Source : Blog de la rédaction du Monde Diplomatique brésilien - 24 mars 2008

Traduction : Estelle Mairesse pour Autres Brésils


Le monde a fêté jeudi dernier, 20 mars, la Journée Mondiale de l’Eau, journée instituée par l’ONU et commémorée pour la 15e fois en 2008. La majorité de la population a pris connaissance de cette date grâce aux annonces parues dans les journaux à l’initiative de grandes entreprises, publiques ou privées. Dans les coulisses, se cache derrière ces hommages formels, une énorme compétition déjà en marche.

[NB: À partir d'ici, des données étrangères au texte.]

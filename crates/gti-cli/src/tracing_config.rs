//! Tracing setup for the `gti` binary.
//!
//! Output format is chosen with `GTI_LOG_FORMAT`:
//!
//! - `text` (default): flat `tracing-subscriber` lines
//! - `tree`: indented spans and events via `tracing-tree`
//! - `json`: one JSON object per event
//!
//! ```bash
//! GTI_LOG=debug gti scenario.json
//! GTI_LOG="gti_solver::infer::resolve=debug" GTI_LOG_FORMAT=tree gti scenario.json
//! ```
//!
//! Nothing is installed unless `GTI_LOG` or `RUST_LOG` is set.

use tracing_subscriber::prelude::*;
use tracing_subscriber::{EnvFilter, Registry, fmt};

#[derive(Debug, Clone, Copy, PartialEq, Eq)]
pub enum LogFormat {
    Text,
    Tree,
    Json,
}

impl LogFormat {
    pub fn parse(value: &str) -> Self {
        match value.to_lowercase().as_str() {
            "tree" => Self::Tree,
            "json" => Self::Json,
            _ => Self::Text,
        }
    }

    fn from_env() -> Self {
        Self::parse(&std::env::var("GTI_LOG_FORMAT").unwrap_or_default())
    }
}

/// `GTI_LOG` takes precedence over `RUST_LOG`.
fn build_filter() -> EnvFilter {
    if let Ok(val) = std::env::var("GTI_LOG") {
        EnvFilter::builder().parse_lossy(val)
    } else {
        EnvFilter::from_default_env()
    }
}

/// Install the global subscriber. Everything goes to stderr so reports on
/// stdout stay machine-readable.
pub fn init_tracing() {
    if std::env::var("GTI_LOG").is_err() && std::env::var("RUST_LOG").is_err() {
        return;
    }
    let filter = build_filter();
    match LogFormat::from_env() {
        LogFormat::Tree => {
            let tree_layer = tracing_tree::HierarchicalLayer::default()
                .with_writer(std::io::stderr)
                .with_indent_amount(2)
                .with_indent_lines(true)
                .with_targets(true);
            Registry::default().with(filter).with(tree_layer).init();
        }
        LogFormat::Json => {
            let json_layer = fmt::layer().json().with_writer(std::io::stderr);
            Registry::default().with(filter).with(json_layer).init();
        }
        LogFormat::Text => {
            tracing_subscriber::fmt()
                .with_env_filter(filter)
                .with_writer(std::io::stderr)
                .init();
        }
    }
}
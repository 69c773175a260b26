//! Type database abstraction for the solver.
//!
//! The engine only talks to types through this trait, so hosts can plug in
//! their own storage. `TypeInterner` is the in-process implementation.

use crate::types::{
    CaptureId, CaptureInfo, ClassDecl, ClassId, ClassRef, InferenceVarId, MethodId, MethodSig,
    TypeData, TypeId, TypeListId, TypeParamDecl, TypeParamId, Wildcard,
};
use gti_common::{Atom, NameTable};
use std::sync::Arc;

/// Query interface for the solver.
pub trait TypeDatabase {
    fn intern(&self, data: TypeData) -> TypeId;
    fn lookup(&self, id: TypeId) -> Option<TypeData>;
    fn intern_type_list(&self, items: Vec<TypeId>) -> TypeListId;
    fn type_list(&self, id: TypeListId) -> Arc<[TypeId]>;
    fn names(&self) -> &NameTable;

    fn class_decl(&self, id: ClassId) -> Option<Arc<ClassDecl>>;
    fn type_param_decl(&self, id: TypeParamId) -> Option<Arc<TypeParamDecl>>;
    fn method_sig(&self, id: MethodId) -> Option<Arc<MethodSig>>;

    fn capture_info(&self, id: CaptureId) -> Option<CaptureInfo>;
    /// Allocate a capture variable with `Object` as its upper bound.
    fn fresh_capture(&self, origin: TypeId) -> TypeId;
    fn set_capture_bounds(&self, id: CaptureId, upper: TypeId, lower: Option<TypeId>);

    fn fresh_inference_var(&self, param: Option<TypeParamId>) -> TypeId;
    fn inference_var_param(&self, id: InferenceVarId) -> Option<TypeParamId>;

    // =========================================================================
    // Provided constructors
    // =========================================================================

    fn class_type(&self, decl: ClassId, args: Vec<TypeId>) -> TypeId {
        let generic = self
            .class_decl(decl)
            .map(|d| d.is_generic())
            .unwrap_or(false);
        if args.is_empty() && generic {
            return self.intern(TypeData::Raw(decl));
        }
        let args = self.intern_type_list(args);
        self.intern(TypeData::Class(ClassRef { decl, args }))
    }

    fn raw(&self, decl: ClassId) -> TypeId {
        self.intern(TypeData::Raw(decl))
    }

    fn array(&self, element: TypeId) -> TypeId {
        self.intern(TypeData::Array(element))
    }

    fn wildcard(&self, wildcard: Wildcard) -> TypeId {
        self.intern(TypeData::Wildcard(wildcard))
    }

    fn type_param(&self, param: TypeParamId) -> TypeId {
        self.intern(TypeData::TypeParameter(param))
    }

    fn missing(&self, name: &str) -> TypeId {
        let atom = self.names().intern(name);
        self.intern(TypeData::Missing(atom))
    }

    /// Build a normalized intersection: nested intersections are flattened,
    /// duplicates dropped, and `Object` removed when other members remain.
    /// A single member collapses to itself.
    fn intersection(&self, members: Vec<TypeId>) -> TypeId {
        let mut flat: Vec<TypeId> = Vec::with_capacity(members.len());
        for member in members {
            match self.lookup(member) {
                Some(TypeData::Intersection(list)) => {
                    for &inner in self.type_list(list).iter() {
                        if !flat.contains(&inner) {
                            flat.push(inner);
                        }
                    }
                }
                _ => {
                    if !flat.contains(&member) {
                        flat.push(member);
                    }
                }
            }
        }
        if flat.len() > 1 {
            flat.retain(|&t| t != TypeId::OBJECT);
        }
        match flat.len() {
            0 => TypeId::OBJECT,
            1 => flat[0],
            _ => {
                let list = self.intern_type_list(flat);
                self.intern(TypeData::Intersection(list))
            }
        }
    }

    // =========================================================================
    // Provided queries
    // =========================================================================

    fn class_name(&self, decl: ClassId) -> Atom {
        self.class_decl(decl).map(|d| d.name).unwrap_or(Atom::NONE)
    }

    /// Declaration and arguments of a class type. Raw types report no args.
    fn class_parts(&self, ty: TypeId) -> Option<(ClassId, Arc<[TypeId]>)> {
        match self.lookup(ty)? {
            TypeData::Class(r) => Some((r.decl, self.type_list(r.args))),
            TypeData::Raw(decl) => Some((decl, self.type_list(TypeListId::EMPTY))),
            _ => None,
        }
    }

    fn infer_var(&self, ty: TypeId) -> Option<InferenceVarId> {
        match self.lookup(ty)? {
            TypeData::Infer(id) => Some(id),
            _ => None,
        }
    }

    #[inline]
    fn is_inference_var(&self, ty: TypeId) -> bool {
        self.infer_var(ty).is_some()
    }

    fn as_wildcard(&self, ty: TypeId) -> Option<Wildcard> {
        match self.lookup(ty)? {
            TypeData::Wildcard(w) => Some(w),
            _ => None,
        }
    }

    fn array_element(&self, ty: TypeId) -> Option<TypeId> {
        match self.lookup(ty)? {
            TypeData::Array(elem) => Some(elem),
            _ => None,
        }
    }

    fn intersection_members(&self, ty: TypeId) -> Option<Arc<[TypeId]>> {
        match self.lookup(ty)? {
            TypeData::Intersection(list) => Some(self.type_list(list)),
            _ => None,
        }
    }

    fn is_missing(&self, ty: TypeId) -> bool {
        matches!(self.lookup(ty), Some(TypeData::Missing(_)))
    }

    /// Reference types: everything that can hold `null`.
    fn is_reference(&self, ty: TypeId) -> bool {
        !ty.is_primitive() && ty != TypeId::VOID && !ty.is_error()
    }

    /// A class type with at least one wildcard argument.
    fn is_wildcard_parameterized(&self, ty: TypeId) -> bool {
        match self.lookup(ty) {
            Some(TypeData::Class(r)) => self
                .type_list(r.args)
                .iter()
                .any(|&a| self.as_wildcard(a).is_some()),
            _ => false,
        }
    }

    /// Upper bounds of a declared type parameter; `Object` when undeclared.
    fn type_param_bounds(&self, param: TypeParamId) -> Vec<TypeId> {
        match self.type_param_decl(param) {
            Some(decl) if !decl.bounds.is_empty() => decl.bounds.clone(),
            _ => vec![TypeId::OBJECT],
        }
    }
}

#[cfg(test)]
#[path = "../tests/db_tests.rs"]
mod tests;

Durant les deux dernières décennies, des entreprises transnationales – dont les plus importantes sont françaises, cherchent à promouvoir, dans le monde entier, la privatisation des sources et services d’alimentation en eau. Si leurs efforts s’avèrent payants, l’eau et l’assainissement seront considérés comme de simples marchandises, dont l’accès dépend du paiement monétaire. En opposition à cela, un mouvement croissant des sociétés civiles a surgi et s’est articulé avec force, depuis le début du siècle. Son objectif est de faire de l’eau un droit, assuré pour tous les êtres humains, au moyen de mesures redistributives. Sa scène symbolique est celle des Forums Sociaux Mondiaux .

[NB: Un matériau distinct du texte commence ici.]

//! Constraint-based inference of method type arguments.
//!
//! An inference session owns the inference variables of one invocation and
//! drives them through applicability inference (B2) and invocation type
//! inference (B3 and beyond). Constraint formulas are reduced to bounds,
//! the bound set is closed under incorporation, and resolution picks an
//! instantiation for every variable. Poly invocations in argument position
//! run in nested sessions whose bounds are folded into the enclosing one.

pub mod bound;
pub mod bound_set;
pub mod constraint;
pub mod cycle;
mod engine;
mod expression;
pub mod incorporate;
mod invocation;
mod poly;
pub mod reduce;
pub mod resolve;
pub mod session;
mod specific;
pub mod variable;

pub use bound::{Bound, CaptureBound, Relation, TypeBound};
pub use bound_set::{BoundSet, VarBounds};
pub use constraint::{Constraint, ConstraintRelation};
pub use cycle::{ConstraintGraph, pick_from_cycle, select_constraints};
pub use engine::InferenceEngine;
pub use incorporate::incorporate;
pub use reduce::TypeReducer;
pub use resolve::{resolve, resolve_all};
pub use session::{
    InferenceSession, ResolvedInvocation, SessionCheckpoint, SessionId, SessionPhase, SuspendedState,
};
pub use variable::{InferenceVariable, VariableMap, new_variable};
//! Human-readable type rendering for logs, errors and CLI output.

use crate::db::TypeDatabase;
use crate::types::{IntrinsicKind, TypeData, TypeId, Wildcard};

/// Renders types in source-like syntax.
///
/// Inference variables print as `T#n` (parameter name and variable id),
/// capture variables as `CAP#n`.
pub struct TypeFormatter<'a> {
    db: &'a dyn TypeDatabase,
    max_depth: u32,
}

impl<'a> TypeFormatter<'a> {
    pub fn new(db: &'a dyn TypeDatabase) -> Self {
        TypeFormatter { db, max_depth: 16 }
    }

    pub fn format(&self, ty: TypeId) -> String {
        let mut out = String::new();
        self.write(&mut out, ty, 0);
        out
    }

    pub fn format_list(&self, types: &[TypeId]) -> String {
        types
            .iter()
            .map(|&t| self.format(t))
            .collect::<Vec<_>>()
            .join(", ")
    }

    fn write(&self, out: &mut String, ty: TypeId, depth: u32) {
        if depth > self.max_depth {
            out.push_str("...");
            return;
        }
        let db = self.db;
        let Some(data) = db.lookup(ty) else {
            out.push_str(&format!("<unknown {}>", ty.0));
            return;
        };
        match data {
            TypeData::Error => out.push_str("<error>"),
            TypeData::Null => out.push_str("null"),
            TypeData::Intrinsic(kind) => out.push_str(IntrinsicKind::keyword(kind)),
            TypeData::Class(r) => {
                out.push_str(&db.names().resolve(db.class_name(r.decl)));
                let args = db.type_list(r.args);
                if !args.is_empty() {
                    out.push('<');
                    for (i, &arg) in args.iter().enumerate() {
                        if i > 0 {
                            out.push_str(", ");
                        }
                        self.write(out, arg, depth + 1);
                    }
                    out.push('>');
                }
            }
            TypeData::Raw(decl) => out.push_str(&db.names().resolve(db.class_name(decl))),
            TypeData::TypeParameter(p) => {
                let name = db.type_param_decl(p).map(|d| d.name).unwrap_or_default();
                out.push_str(&db.names().resolve(name));
            }
            TypeData::Infer(v) => {
                let name = db
                    .inference_var_param(v)
                    .and_then(|p| db.type_param_decl(p))
                    .map(|d| db.names().resolve(d.name).to_string())
                    .unwrap_or_else(|| "α".to_string());
                out.push_str(&format!("{name}#{}", v.0));
            }
            TypeData::Capture(c) => out.push_str(&format!("CAP#{}", c.0)),
            TypeData::Wildcard(w) => match w {
                Wildcard::Unbounded => out.push('?'),
                Wildcard::Extends(b) => {
                    out.push_str("? extends ");
                    self.write(out, b, depth + 1);
                }
                Wildcard::Super(b) => {
                    out.push_str("? super ");
                    self.write(out, b, depth + 1);
                }
            },
            TypeData::Array(elem) => {
                self.write(out, elem, depth + 1);
                out.push_str("[]");
            }
            TypeData::Intersection(list) => {
                for (i, &m) in db.type_list(list).iter().enumerate() {
                    if i > 0 {
                        out.push_str(" & ");
                    }
                    self.write(out, m, depth + 1);
                }
            }
            TypeData::Missing(name) => {
                out.push_str(&format!("<missing {}>", db.names().resolve(name)));
            }
        }
    }
}

#[cfg(test)]
#[path = "../tests/format_tests.rs"]
mod tests;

Un texte du journaliste et écrivain Marc Laimé, publié dans l’édition électronique française du journal Le Monde Diplomatique du 19 mars, dresse un bilan récent de cette controverse. Sa première observation est la suivante : grâce à la résistance de la société civile, le désir de privatisation des grandes entreprises a été freiné. L’Amérique latine a été le haut lieu de la résistance. Il y a eu des moments héroïques, tel que « la guerre de l’eau », en 2000, où la population de Cochabamba (en Bolivie) a expulsé l’entreprise nord-américaine Bechtel, qui avait été autorisée à s’approprier la ressource. Un an plus tard, en Argentine, des décisions fermes de la part du gouvernement Kirchner, ont rendu inapplicables puis ont annulé les privatisations qui bénéficiaient jusqu’alors à l’entreprise française Suez.

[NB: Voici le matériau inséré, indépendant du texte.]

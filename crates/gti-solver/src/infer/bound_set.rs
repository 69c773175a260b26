//! The bound set: everything known about a session's inference variables.
//!
//! Type bounds are kept twice. The insertion-ordered log drives
//! incorporation (entries before `incorporated` have already been paired
//! with each other), and per-variable views answer "what are the upper /
//! lower / equal bounds of α" without scanning. A bound between two
//! variables shows up in both variables' views.

use super::bound::{Bound, CaptureBound, Relation, TypeBound};
use crate::db::TypeDatabase;
use crate::instantiate::TypeSubstitution;
use crate::types::TypeId;
use crate::visitor::{is_proper, mentions};
use indexmap::{IndexMap, IndexSet};

/// Bounds of one inference variable, seen from that variable.
#[derive(Clone, Debug, Default, PartialEq, Eq)]
pub struct VarBounds {
    pub same: IndexSet<TypeId>,
    pub upper: IndexSet<TypeId>,
    pub lower: IndexSet<TypeId>,
    /// The first proper type this variable was equated with.
    pub instantiation: Option<TypeId>,
}

#[derive(Clone, Debug, Default)]
pub struct BoundSet {
    /// Type bounds in insertion order; the value is the soft flag.
    log: IndexMap<TypeBound, bool>,
    vars: IndexMap<TypeId, VarBounds>,
    throws: IndexSet<TypeId>,
    captures: Vec<CaptureBound>,
    incorporated: usize,
    captures_expanded: usize,
}

impl BoundSet {
    pub fn new() -> Self {
        BoundSet::default()
    }

    /// Make `var` known to the set even when nothing bounds it yet.
    pub fn register(&mut self, var: TypeId) {
        self.vars.entry(var).or_default();
    }

    pub fn variables(&self) -> impl Iterator<Item = TypeId> + '_ {
        self.vars.keys().copied()
    }

    pub fn contains_var(&self, var: TypeId) -> bool {
        self.vars.contains_key(&var)
    }

    pub fn len(&self) -> usize {
        self.log.len()
    }

    pub fn is_empty(&self) -> bool {
        self.log.is_empty() && self.throws.is_empty() && self.captures.is_empty()
    }

    /// Add a type bound. Returns whether it was new. Re-adding a soft bound
    /// as a hard one clears its soft flag.
    pub fn add_bound(&mut self, db: &dyn TypeDatabase, bound: TypeBound, soft: bool) -> bool {
        if let Some(existing) = self.log.get_mut(&bound) {
            if !soft {
                *existing = false;
            }
            return false;
        }
        if bound.relation == Relation::Same && bound.var == bound.other {
            return false;
        }
        self.log.insert(bound, soft);
        for (var, relation, other) in bound.views(db) {
            let entry = self.vars.entry(var).or_default();
            match relation {
                Relation::Same => {
                    entry.same.insert(other);
                    if entry.instantiation.is_none() && is_proper(db, other) {
                        entry.instantiation = Some(other);
                    }
                }
                Relation::Subtype => {
                    entry.upper.insert(other);
                }
                Relation::Supertype => {
                    entry.lower.insert(other);
                }
            }
        }
        true
    }

    pub fn add_throws(&mut self, var: TypeId) -> bool {
        self.register(var);
        self.throws.insert(var)
    }

    pub fn add_capture(&mut self, capture: CaptureBound) -> bool {
        if self.captures.contains(&capture) {
            return false;
        }
        for &v in &capture.vars {
            self.register(v);
        }
        self.captures.push(capture);
        true
    }

    pub fn add(&mut self, db: &dyn TypeDatabase, bound: Bound, soft: bool) -> bool {
        match bound {
            Bound::Type(b) => self.add_bound(db, b, soft),
            Bound::Throws(v) => self.add_throws(v),
            Bound::Capture(c) => self.add_capture(c),
        }
    }

    /// Merge every bound of `other` into this set. Returns whether anything
    /// was new.
    pub fn merge(&mut self, db: &dyn TypeDatabase, other: &BoundSet) -> bool {
        let mut changed = false;
        for var in other.variables() {
            if !self.contains_var(var) {
                self.register(var);
                changed = true;
            }
        }
        for (&bound, &soft) in &other.log {
            changed |= self.add_bound(db, bound, soft);
        }
        for &var in &other.throws {
            changed |= self.add_throws(var);
        }
        for capture in &other.captures {
            changed |= self.add_capture(capture.clone());
        }
        changed
    }

    // =========================================================================
    // Incorporation bookkeeping
    // =========================================================================

    pub fn bound_at(&self, index: usize) -> Option<(TypeBound, bool)> {
        self.log.get_index(index).map(|(&b, &soft)| (b, soft))
    }

    pub fn incorporated(&self) -> usize {
        self.incorporated
    }

    pub fn mark_incorporated(&mut self, upto: usize) {
        self.incorporated = upto.min(self.log.len());
    }

    pub fn has_unincorporated(&self) -> bool {
        self.incorporated < self.log.len() || self.captures_expanded < self.captures.len()
    }

    /// Capture bounds not yet expanded into their implied bounds.
    pub fn take_unexpanded_captures(&mut self) -> Vec<CaptureBound> {
        let fresh = self.captures[self.captures_expanded..].to_vec();
        self.captures_expanded = self.captures.len();
        fresh
    }

    pub fn is_soft(&self, bound: &TypeBound) -> bool {
        self.log.get(bound).copied().unwrap_or(false)
    }

    pub fn bounds(&self) -> impl Iterator<Item = (TypeBound, bool)> + '_ {
        self.log.iter().map(|(&b, &soft)| (b, soft))
    }

    // =========================================================================
    // Queries
    // =========================================================================

    pub fn bounds_of(&self, var: TypeId) -> Option<&VarBounds> {
        self.vars.get(&var)
    }

    pub fn is_instantiated(&self, var: TypeId) -> bool {
        self.instantiation(var).is_some()
    }

    pub fn instantiation(&self, var: TypeId) -> Option<TypeId> {
        self.vars.get(&var).and_then(|b| b.instantiation)
    }

    /// Substitution replacing every instantiated variable by its value.
    pub fn instantiations(&self) -> TypeSubstitution {
        let mut subst = TypeSubstitution::new();
        for (&var, b) in &self.vars {
            if let Some(t) = b.instantiation {
                subst.insert(var, t);
            }
        }
        subst
    }

    pub fn lower_bounds(&self, db: &dyn TypeDatabase, var: TypeId, only_proper: bool) -> Vec<TypeId> {
        self.vars.get(&var).map_or_else(Vec::new, |b| {
            b.lower
                .iter()
                .copied()
                .filter(|&t| !only_proper || is_proper(db, t))
                .collect()
        })
    }

    pub fn upper_bounds(&self, db: &dyn TypeDatabase, var: TypeId, only_proper: bool) -> Vec<TypeId> {
        self.vars.get(&var).map_or_else(Vec::new, |b| {
            b.upper
                .iter()
                .copied()
                .filter(|&t| !only_proper || is_proper(db, t))
                .collect()
        })
    }

    pub fn is_throws(&self, var: TypeId) -> bool {
        self.throws.contains(&var)
    }

    pub fn throws(&self) -> impl Iterator<Item = TypeId> + '_ {
        self.throws.iter().copied()
    }

    pub fn captures(&self) -> &[CaptureBound] {
        &self.captures
    }

    pub fn capture_for(&self, var: TypeId) -> Option<&CaptureBound> {
        self.captures.iter().find(|c| c.vars.contains(&var))
    }

    pub fn is_captured(&self, var: TypeId) -> bool {
        self.capture_for(var).is_some()
    }

    /// Drop capture bounds whose variables are all in `resolved`.
    pub fn remove_captures_of(&mut self, resolved: &IndexSet<TypeId>) {
        let before = self.captures.len();
        self.captures
            .retain(|c| !c.vars.iter().any(|v| resolved.contains(v)));
        if self.captures.len() != before {
            self.captures_expanded = self.captures_expanded.min(self.captures.len());
        }
    }

    /// Whether resolving `a` requires `b` to be resolved as well (directly).
    ///
    /// A variable on the left of a capture bound depends on every variable
    /// mentioned by that bound and nothing else. Any other variable depends
    /// on the variables its own bounds mention, and on every captured
    /// variable whose bounds mention it.
    pub fn depends_on_resolution_of(&self, db: &dyn TypeDatabase, a: TypeId, b: TypeId) -> bool {
        if a == b {
            return true;
        }
        if let Some(capture) = self.capture_for(a) {
            return capture.vars.contains(&b) || mentions(db, capture.captured, b);
        }
        if self.is_captured(b)
            && self
                .vars
                .get(&b)
                .is_some_and(|view| view_mentions(db, view, a))
        {
            return true;
        }
        self.vars
            .get(&a)
            .is_some_and(|view| view_mentions(db, view, b))
    }

    pub fn num_uninstantiated(&self, vars: &[TypeId]) -> usize {
        vars.iter().filter(|&&v| !self.is_instantiated(v)).count()
    }
}

fn view_mentions(db: &dyn TypeDatabase, view: &VarBounds, var: TypeId) -> bool {
    view.same
        .iter()
        .chain(view.upper.iter())
        .chain(view.lower.iter())
        .any(|&t| mentions(db, t, var))
}

#[cfg(test)]
#[path = "../../tests/bound_set_tests.rs"]
mod tests;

Au Brésil, jusqu’à présent, presque toutes les tentatives de transfert de services d’initiative privée ont été déboutées, et ce par des pressions issues des mouvements sociaux, prises en compte par l’Exécutif fédéral. Le grand laboratoire des privatisations demeure l’Europe – en particulier les pays de l’Est, où il y a des services d’infrastructures déjà en place, des bureaucrates, encore enchantés par la reconversion au capitalisme classique et dotée d’une société civile faible. Même ainsi, récapitule l’article de Marc Laimé, pas plus de 7 à 8 % de la population bénéficiaire est servie par des entreprises privées.